Start of Data to process

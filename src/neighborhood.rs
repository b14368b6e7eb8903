//! Locating and claiming a free site next to a cell.

use crate::lattice::Lattice;
use crate::population::Coord;
use crate::rng::SimRng;

/// The four lattice directions. North is `+y`.
#[derive(Debug, Clone, Copy, PartialEq, Eq)]
enum Dir {
    East,
    West,
    North,
    South,
}

/// Probe sequence per starting direction: the opposite site first, then the
/// cross axis.
const PROBES: [[Dir; 4]; 4] = [
    [Dir::East, Dir::West, Dir::North, Dir::South],
    [Dir::West, Dir::East, Dir::South, Dir::North],
    [Dir::North, Dir::South, Dir::East, Dir::West],
    [Dir::South, Dir::North, Dir::West, Dir::East],
];

/// Neighbor of `at` in `dir`, or None past the lattice edge.
fn neighbor(at: Coord, dir: Dir, size: usize) -> Option<Coord> {
    match dir {
        Dir::East => (at.x + 1 < size).then(|| Coord::new(at.x + 1, at.y)),
        Dir::West => (at.x > 0).then(|| Coord::new(at.x - 1, at.y)),
        Dir::North => (at.y + 1 < size).then(|| Coord::new(at.x, at.y + 1)),
        Dir::South => (at.y > 0).then(|| Coord::new(at.x, at.y - 1)),
    }
}

/// Reserve the first empty 4-neighbor of `at`, starting from a uniformly
/// drawn direction. Sites past the edge count as occupied. Losing a claim
/// race to another worker just moves the probe to the next direction.
///
/// The returned site is held reserved and must be either committed with a
/// real value or released before the worker moves on.
pub fn reserve_free_neighbor(lattice: &Lattice, at: Coord, rng: &mut SimRng) -> Option<Coord> {
    for dir in PROBES[rng.pick(4)] {
        let Some(next) = neighbor(at, dir, lattice.size()) else {
            continue;
        };
        if lattice.try_reserve(next.x, next.y) {
            return Some(next);
        }
    }
    None
}
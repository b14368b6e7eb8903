//! ONCOGRID - CLI entry point
//!
//! Headless tumor-growth simulator.

use clap::{Parser, Subcommand};
use oncogrid::checkpoint::{Checkpoint, CheckpointManager};
use oncogrid::{benchmark, Config, Engine};
use std::path::PathBuf;
use std::time::Instant;

#[derive(Parser)]
#[command(name = "oncogrid")]
#[command(version)]
#[command(about = "Stochastic agent-based tumor growth simulator on a 2D lattice")]
struct Cli {
    #[command(subcommand)]
    command: Commands,
}

#[derive(Subcommand)]
enum Commands {
    /// Run a new simulation
    Run {
        /// Configuration file (YAML)
        #[arg(short, long, default_value = "config.yaml")]
        config: PathBuf,

        /// Legacy seven-value preset file; overrides the YAML config
        #[arg(short, long)]
        preset: Option<PathBuf>,

        /// Number of steps; defaults to the configured last step
        #[arg(short, long)]
        steps: Option<u64>,

        /// Output directory for checkpoints and count series
        #[arg(short, long, default_value = "output")]
        output: PathBuf,

        /// Random seed for reproducibility
        #[arg(long)]
        seed: Option<u64>,

        /// Skip per-step lineage counting
        #[arg(long)]
        no_count: bool,

        /// Print the lattice as ASCII at every progress line
        #[arg(long)]
        print_grid: bool,

        /// Quiet mode (minimal output)
        #[arg(short, long)]
        quiet: bool,
    },

    /// Resume simulation from a checkpoint
    Resume {
        /// Checkpoint file to resume from
        #[arg(short, long)]
        checkpoint: PathBuf,

        /// Number of additional steps
        #[arg(short, long, default_value = "1000")]
        steps: u64,

        /// Output directory
        #[arg(short, long, default_value = "output")]
        output: PathBuf,
    },

    /// Run performance benchmark
    Benchmark {
        /// Number of steps
        #[arg(short, long, default_value = "200")]
        steps: u64,

        /// Maximum proliferation potential
        #[arg(short, long, default_value = "10")]
        potential: u32,
    },

    /// Generate a default configuration file
    Init {
        /// Output path
        #[arg(short, long, default_value = "config.yaml")]
        output: PathBuf,
    },

    /// Summarize a checkpoint file
    Analyze {
        /// Checkpoint file
        checkpoint: PathBuf,
    },
}

fn main() -> Result<(), Box<dyn std::error::Error>> {
    env_logger::Builder::from_env(env_logger::Env::default().default_filter_or("info")).init();

    let cli = Cli::parse();

    match cli.command {
        Commands::Run {
            config,
            preset,
            steps,
            output,
            seed,
            no_count,
            print_grid,
            quiet,
        } => run_simulation(config, preset, steps, output, seed, !no_count, print_grid, quiet),

        Commands::Resume {
            checkpoint,
            steps,
            output,
        } => resume_simulation(checkpoint, steps, output),

        Commands::Benchmark { steps, potential } => run_benchmark(steps, potential),

        Commands::Init { output } => generate_config(output),

        Commands::Analyze { checkpoint } => analyze_checkpoint(checkpoint),
    }
}

#[allow(clippy::too_many_arguments)]
fn run_simulation(
    config_path: PathBuf,
    preset: Option<PathBuf>,
    steps: Option<u64>,
    output: PathBuf,
    seed: Option<u64>,
    counting: bool,
    print_grid: bool,
    quiet: bool,
) -> Result<(), Box<dyn std::error::Error>> {
    let config = if let Some(preset_path) = preset {
        println!("Loading preset from: {:?}", preset_path);
        Config::from_preset_file(&preset_path)?
    } else if config_path.exists() {
        println!("Loading config from: {:?}", config_path);
        Config::from_file(&config_path)?
    } else {
        println!("Using default configuration");
        Config::default()
    };

    std::fs::create_dir_all(&output)?;

    let mut engine = if let Some(s) = seed {
        println!("Using seed: {}", s);
        Engine::new_with_seed(config.clone(), s)?
    } else {
        Engine::new(config.clone())?
    };

    let steps = steps.unwrap_or(config.run.last_step);

    println!("Starting simulation");
    println!("  Lattice: {0}x{0}", engine.size());
    println!("  Steps: {}", steps);
    println!();

    let mut checkpoint_mgr = CheckpointManager::new(&output, 500, 10);

    let start = Instant::now();
    let stats_interval = config.logging.stats_interval.max(1);

    for i in 0..steps {
        engine.step(counting);

        if !quiet && i % stats_interval == 0 {
            println!("{}", engine.summary());
            if print_grid {
                println!("{}", engine.snapshot().ascii());
            }
        }

        if checkpoint_mgr.should_save(engine.time()) {
            let checkpoint = engine.create_checkpoint();
            match checkpoint_mgr.save(&checkpoint) {
                Ok(path) => {
                    if !quiet {
                        println!("  Checkpoint saved: {:?}", path);
                    }
                }
                Err(e) => eprintln!("  Checkpoint error: {}", e),
            }
        }

        if engine.is_extinct() {
            println!("\nColony extinct at step {}", engine.time());
            break;
        }
    }

    let elapsed = start.elapsed();
    let steps_per_sec = engine.time() as f64 / elapsed.as_secs_f64();

    println!();
    println!("=== Simulation Complete ===");
    println!("Time: {:.2}s", elapsed.as_secs_f64());
    println!("Steps: {}", engine.time());
    println!("Speed: {:.1} steps/s", steps_per_sec);
    println!("Final population: {}", engine.population());
    println!("Final side: {}", engine.size());

    let final_checkpoint = engine.create_checkpoint();
    let final_path = output.join("checkpoint_final.bin");
    final_checkpoint.save(&final_path)?;
    println!("Final checkpoint: {:?}", final_path);

    if counting {
        let counters_path = output.join("counters.json");
        engine.counters().save_json(&counters_path)?;
        println!("Count series: {:?}", counters_path);
    }

    Ok(())
}

fn resume_simulation(
    checkpoint_path: PathBuf,
    steps: u64,
    output: PathBuf,
) -> Result<(), Box<dyn std::error::Error>> {
    println!("Loading checkpoint: {:?}", checkpoint_path);

    let checkpoint = Checkpoint::load(&checkpoint_path)?;
    let mut engine = Engine::from_checkpoint(checkpoint)?;

    println!("Resumed at step {}", engine.time());
    println!("Population: {}", engine.population());
    println!("Running {} additional steps", steps);
    println!();

    std::fs::create_dir_all(&output)?;

    let mut checkpoint_mgr = CheckpointManager::new(&output, 500, 10);

    let start = Instant::now();
    let target_time = engine.time() + steps;
    let stats_interval = engine.config().logging.stats_interval.max(1);

    while engine.time() < target_time {
        engine.step(true);

        if engine.time() % stats_interval == 0 {
            println!("{}", engine.summary());
        }

        if checkpoint_mgr.should_save(engine.time()) {
            let checkpoint = engine.create_checkpoint();
            if let Ok(path) = checkpoint_mgr.save(&checkpoint) {
                println!("  Checkpoint: {:?}", path);
            }
        }

        if engine.is_extinct() {
            println!("\nColony extinct at step {}", engine.time());
            break;
        }
    }

    let elapsed = start.elapsed();
    println!();
    println!("=== Resume Complete ===");
    println!("Time: {:.2}s", elapsed.as_secs_f64());
    println!("Final step: {}", engine.time());
    println!("Speed: {:.1} steps/s", steps as f64 / elapsed.as_secs_f64());
    println!("Population: {}", engine.population());

    Ok(())
}

fn run_benchmark(steps: u64, potential: u32) -> Result<(), Box<dyn std::error::Error>> {
    println!("=== ONCOGRID Benchmark ===");
    println!("Steps: {}", steps);
    println!("Potential: {}", potential);
    println!();

    let result = benchmark(steps, potential);
    println!("{}", result);

    Ok(())
}

fn generate_config(output: PathBuf) -> Result<(), Box<dyn std::error::Error>> {
    let config = Config::default();
    config.save(&output)?;
    println!("Configuration saved to: {:?}", output);
    Ok(())
}

fn analyze_checkpoint(checkpoint_path: PathBuf) -> Result<(), Box<dyn std::error::Error>> {
    println!("=== Checkpoint Analysis ===");
    println!("File: {:?}", checkpoint_path);
    println!();

    let checkpoint = Checkpoint::load(&checkpoint_path)?;
    let stc_tag = checkpoint.config.cells.potential_max as i32 + 1;

    let population = checkpoint.cells.iter().filter(|&&v| v != 0).count();
    let stem = checkpoint.cells.iter().filter(|&&v| v >= stc_tag).count();

    println!("Step: {}", checkpoint.step);
    println!("Seed: {}", checkpoint.seed);
    println!("Lattice: {0}x{0}", checkpoint.size);
    println!("Population: {}", population);
    println!("  Stem: {}", stem);
    println!("  Regular: {}", population - stem);
    println!("Counted steps: {}", checkpoint.counters.len());
    println!();
    println!(
        "Checkpoint size: {:.2} MB",
        checkpoint.size_bytes() as f64 / 1_000_000.0
    );

    Ok(())
}
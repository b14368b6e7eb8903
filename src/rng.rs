//! Seeded random streams for shuffles and chance draws.

use rand::seq::SliceRandom;
use rand::{Rng, SeedableRng};
use rand_chacha::ChaCha8Rng;

/// Random source owned by a single actor: the scheduler between steps, or
/// one worker inside a step.
pub struct SimRng {
    rng: ChaCha8Rng,
}

impl SimRng {
    /// Root stream for a seed; the scheduler draws shuffles from it.
    pub fn seed_from(seed: u64) -> Self {
        Self {
            rng: ChaCha8Rng::seed_from_u64(seed),
        }
    }

    /// Fresh seed from the OS entropy pool, for unseeded runs.
    pub fn entropy_seed() -> u64 {
        rand::thread_rng().gen()
    }

    /// Private substream for `worker` during step `step`.
    ///
    /// ChaCha streams under one key are independent, so workers never share a
    /// generator and a run is replayable from the root seed alone. Stream 0
    /// stays reserved for the scheduler.
    pub fn worker_stream(seed: u64, step: u64, worker: u64) -> Self {
        let mut rng = ChaCha8Rng::seed_from_u64(seed);
        rng.set_stream((step << 16) | (worker + 1));
        Self { rng }
    }

    /// Uniform integer in `[0, 100)`.
    #[inline]
    pub fn percent(&mut self) -> u32 {
        self.rng.gen_range(0..100)
    }

    /// Uniform integer in `[0, k)`.
    #[inline]
    pub fn pick(&mut self, k: usize) -> usize {
        self.rng.gen_range(0..k)
    }

    /// Fisher-Yates shuffle in place.
    pub fn shuffle<T>(&mut self, items: &mut [T]) {
        items.shuffle(&mut self.rng);
    }
}

#[cfg(test)]
mod tests {
    use super::*;

    #[test]
    fn percent_stays_in_range() {
        let mut rng = SimRng::seed_from(1);
        for _ in 0..1000 {
            assert!(rng.percent() < 100);
        }
    }

    #[test]
    fn pick_stays_in_range() {
        let mut rng = SimRng::seed_from(2);
        for _ in 0..1000 {
            assert!(rng.pick(4) < 4);
        }
    }

    #[test]
    fn same_seed_same_draws() {
        let mut a = SimRng::seed_from(42);
        let mut b = SimRng::seed_from(42);
        for _ in 0..100 {
            assert_eq!(a.percent(), b.percent());
        }
    }

    #[test]
    fn worker_streams_are_independent() {
        let mut w0 = SimRng::worker_stream(42, 3, 0);
        let mut w1 = SimRng::worker_stream(42, 3, 1);
        let draws0: Vec<u32> = (0..32).map(|_| w0.percent()).collect();
        let draws1: Vec<u32> = (0..32).map(|_| w1.percent()).collect();
        assert_ne!(draws0, draws1);
    }

    #[test]
    fn worker_stream_replays_from_root_seed() {
        let mut a = SimRng::worker_stream(7, 11, 2);
        let mut b = SimRng::worker_stream(7, 11, 2);
        for _ in 0..100 {
            assert_eq!(a.percent(), b.percent());
        }
    }

    #[test]
    fn shuffle_is_seeded() {
        let mut items_a: Vec<u32> = (0..50).collect();
        let mut items_b: Vec<u32> = (0..50).collect();
        SimRng::seed_from(9).shuffle(&mut items_a);
        SimRng::seed_from(9).shuffle(&mut items_b);
        assert_eq!(items_a, items_b);
    }
}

End of Data to process

Filter the listing so that only lines holding the word "Commands" remain, and copy those lines.

**Reply to the exercise:**
    command: Commands,
enum Commands {
        Commands::Run {
        Commands::Resume {
        Commands::Benchmark { steps, potential } => run_benchmark(steps, potential),
        Commands::Init { output } => generate_config(output),
        Commands::Analyze { checkpoint } => analyze_checkpoint(checkpoint),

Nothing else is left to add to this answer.